Note: We demonstrate the comparison between MC and 12 dialects: Beijing, Xi’an, Wuhan, Chengdu, Yangzhou (Mandarin), Suzhou (Wu), Changsha (Xiang), Nanchang (Gan), Meixian (Hakka), Guangzhou (Yue), Xiamen, Chaozhou (Min). Each column provides information of the initial “日” in a language/dialect denoted by its first row.

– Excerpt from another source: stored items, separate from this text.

//! Page anchor location.
//!
//! Every page gets a single horizontal reference column (the anchor) from
//! which the number, marker and field column ranges are derived. How the
//! anchor is found depends on the preset's [`AnchorMode`].

use image::GrayImage;

use crate::binarize::WHITE;
use crate::error::SkipReason;
use crate::geometry::{ColumnLayout, ColumnRange};
use crate::preset::{AnchorMode, Geometry};

/// Horizontal pixel offset all column ranges of a page are computed from.
#[derive(Debug, Clone, Copy, PartialEq, Eq)]
pub struct Anchor {
    /// Anchor column; may be negative after a horizontal correction.
    pub column: i64,
}

impl Anchor {
    /// Create an anchor at `column`.
    pub fn new(column: i64) -> Self {
        Self { column }
    }
}

/// First column of a binarized page that contains ink.
pub fn first_content_column(binarized: &GrayImage) -> Option<u32> {
    let width = binarized.width() as usize;
    if width == 0 {
        return None;
    }
    let mut first: Option<usize> = None;
    for row in binarized.as_raw().chunks_exact(width) {
        let limit = first.unwrap_or(width);
        if let Some(x) = row[..limit].iter().position(|&v| v < WHITE) {
            first = Some(x);
            if x == 0 {
                break;
            }
        }
    }
    first.map(|x| x as u32)
}

/// Ink density of every column: the sum of `(255 - v) / 255` over its pixels.
///
/// On a binarized page this is the number of black pixels in the column.
pub fn column_density(binarized: &GrayImage) -> Vec<f64> {
    let width = binarized.width() as usize;
    let mut density = vec![0.0; width];
    if width == 0 {
        return density;
    }
    for row in binarized.as_raw().chunks_exact(width) {
        for (sum, &v) in density.iter_mut().zip(row) {
            *sum += f64::from(WHITE - v) / 255.0;
        }
    }
    density
}

impl AnchorMode {
    /// Locate the anchor of a binarized, footer-truncated page.
    ///
    /// All modes first require ink on the page starting at or right of
    /// `min_dist_no`.
    ///
    /// # Errors
    ///
    /// Returns the [`SkipReason`] that makes this page unusable:
    /// [`SkipReason::EmptyPage`], [`SkipReason::ContentNearEdge`], or, for
    /// [`AnchorMode::FlexibleMarker`], [`SkipReason::NoMarkerColumn`].
    pub fn locate(&self, binarized: &GrayImage, geometry: &Geometry) -> Result<Anchor, SkipReason> {
        let content = first_content_column(binarized).ok_or(SkipReason::EmptyPage)?;
        if content < geometry.min_dist_no {
            return Err(SkipReason::ContentNearEdge {
                column: content,
                min_column: geometry.min_dist_no,
            });
        }

        match self {
            AnchorMode::Fixed => Ok(Anchor::new(i64::from(geometry.dist_marker))),
            AnchorMode::FlexibleNumber => Ok(Anchor::new(i64::from(content))),
            AnchorMode::FlexibleMarker => {
                let min_density = 2.0 * f64::from(geometry.width_marker);
                let column = column_density(binarized)
                    .iter()
                    .position(|&d| d > min_density)
                    .ok_or(SkipReason::NoMarkerColumn)?;
                Ok(Anchor::new(column as i64 + i64::from(geometry.hori_ma_offset)))
            }
        }
    }

    /// Derive the column ranges of a page from its anchor.
    ///
    /// - `flexible_no`: number column starts at the anchor, marker and fields
    ///   follow at `dist_marker` and `dist_sents`.
    /// - `flexible_ma`: the anchor is the marker column; the number column
    ///   lies `width_no` to its left.
    /// - `fixed`: like `flexible_ma` with the anchor at `dist_marker`, but
    ///   fields start at the absolute column `dist_sents`.
    pub fn columns(&self, anchor: Anchor, geometry: &Geometry) -> ColumnLayout {
        let a = anchor.column;
        let dist_marker = i64::from(geometry.dist_marker);
        let width_marker = i64::from(geometry.width_marker);
        let dist_sents = i64::from(geometry.dist_sents);
        let width_no = i64::from(geometry.width_no);

        match self {
            AnchorMode::FlexibleNumber => ColumnLayout {
                number: ColumnRange::new(a, a + width_no),
                marker: ColumnRange::new(a + dist_marker, a + dist_marker + width_marker),
                sentences: ColumnRange::open(a + dist_sents),
            },
            AnchorMode::FlexibleMarker => ColumnLayout {
                number: ColumnRange::new(a - width_no, a),
                marker: ColumnRange::new(a, a + width_marker),
                sentences: ColumnRange::open(a + dist_sents),
            },
            AnchorMode::Fixed => ColumnLayout {
                number: ColumnRange::new(dist_marker - width_no, dist_marker),
                marker: ColumnRange::new(dist_marker, dist_marker + width_marker),
                sentences: ColumnRange::open(dist_sents),
            },
        }
    }
}
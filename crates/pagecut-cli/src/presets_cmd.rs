use pagecut::{DocumentFamily, LayoutPreset};

use crate::cli::OutputFormat;

pub fn run(format: &OutputFormat) -> Result<(), i32> {
    let presets: Vec<LayoutPreset> = DocumentFamily::ALL
        .iter()
        .map(DocumentFamily::preset)
        .collect();
    match format {
        OutputFormat::Text => {
            for preset in &presets {
                println!("{}", format_preset(preset));
            }
            Ok(())
        }
        OutputFormat::Json => {
            let json = serde_json::to_string_pretty(&presets).map_err(|e| {
                eprintln!("Error: failed to serialize presets: {e}");
                1
            })?;
            println!("{json}");
            Ok(())
        }
    }
}

fn format_preset(preset: &LayoutPreset) -> String {
    format!(
        "{}\t{}\t{}dpi\tfooter={}\tthresh={}\t{}",
        preset.name,
        preset.mode,
        preset.dpi,
        preset.cut_footer,
        preset.cut_thresh,
        preset.items.join(","),
    )
}
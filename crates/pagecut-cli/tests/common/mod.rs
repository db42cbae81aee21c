//! Synthetic page images for the CLI tests.

#![allow(dead_code)]

use std::path::Path;

use image::{GrayImage, Luma};

/// Fields of the GLOSSIKA-EBK-ENZH-DLY preset.
pub const DAILY_FIELDS: [&str; 5] = ["english", "traditional", "simplified", "pinyin", "phonetic"];

fn ink(img: &mut GrayImage, x0: u32, y0: u32, x1: u32, y1: u32) {
    for y in y0..y1 {
        for x in x0..x1 {
            img.put_pixel(x, y, Luma([0]));
        }
    }
}

/// A page in the fixed daily layout: numbers at 230, markers at 310, text
/// from 400, one 40-row line per field.
pub fn daily_page(blocks: u32) -> GrayImage {
    let fields = DAILY_FIELDS.len() as u32;
    let height = 100 + blocks.max(1) * fields * 40 + 40;
    let mut img = GrayImage::from_pixel(700, height, Luma([255]));
    for b in 0..blocks {
        for f in 0..fields {
            let y = 100 + (b * fields + f) * 40;
            if f == 0 {
                ink(&mut img, 230, y, 270, y + 12);
            }
            ink(&mut img, 310, y, 340, y + 12);
            ink(&mut img, 400, y, 600, y + 12);
        }
    }
    img
}

pub fn blank_page() -> GrayImage {
    GrayImage::from_pixel(700, 400, Luma([255]))
}

/// Write `pages` as `p-<index>.png` into `dir`.
pub fn write_pages(dir: &Path, pages: &[GrayImage]) {
    std::fs::create_dir_all(dir).unwrap();
    for (index, page) in pages.iter().enumerate() {
        page.save(dir.join(format!("p-{index}.png"))).unwrap();
    }
}

/// Sorted file names of `dir`.
pub fn file_names(dir: &Path) -> Vec<String> {
    let mut names: Vec<String> = std::fs::read_dir(dir)
        .unwrap()
        .map(|entry| entry.unwrap().file_name().to_string_lossy().into_owned())
        .collect();
    names.sort();
    names
}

In the MC column, the 14 numbers represent the average vector of the reconstructed phonetic value of all the characters with initial “日” in MC. The IPA grid is the IPA phoneme of which the phonetic vector is most similar with the average vector. In other columns (BJ–CZ), the IPA grid contains all the initials in the current dialect with initial “日” in MC, and the following 14 numbers is the average phonetic vector of initials in this dialect. For MC to any dialect, the features changed with an absolute value $\ge 0.5$ are marked in bold .


References

  • Chen, N. (2004). Studies on Ri Initial in Jingdian Shiwen [Explanative writings to the classical canons] 《經典釋文》日母字研究 [Master’s thesis]. Peking University.
  • Karlgren, B. (1926). Zhongguo Yinyunxue Yanjiu [Study on Chinese phonology]. Shangwu Yinshuguan. (Co-translated by Yuen Ren Chao, Fang Kui Li, and Changpei Luo).
  • Li, F.-K. (1971). Shangguyin Yanjiu [Studies on Old Chinese Pronunciation] 上古音研究. The Tsing Hua Journal of Chinese Studies, 9, 1-61.
  • Li, R. (1956). Qieyun Yinxi [Phonological system of Qieyun] 切韻音系. Beijing: Kexue Chubanshe.
  • Pulleyblank, E. G. (1984). Middle Chinese: A Study in Historical Phonology. Vancouver: University of British Columbia Press.
  • Shao, R. (1982). Qieyun Yanjiu [Studies on Qieyun] 切韻研究. Beijing: Chinese Academy of Social Sciences.
  • Wang, L. (1957). Hanyu Shigao [A Draft History of the Chinese Language] 漢語史稿. Beijing: Zhonghua Shuju.
  1. The tradition of historical Chinese phonology is to use characters as labels representing initial categories. 

  2. Represented by our features, both [ȡʑ] and [dz] have [+anterior], and the change from [ȡ] to [d] and [ʑ] to [d] is [-dorsal].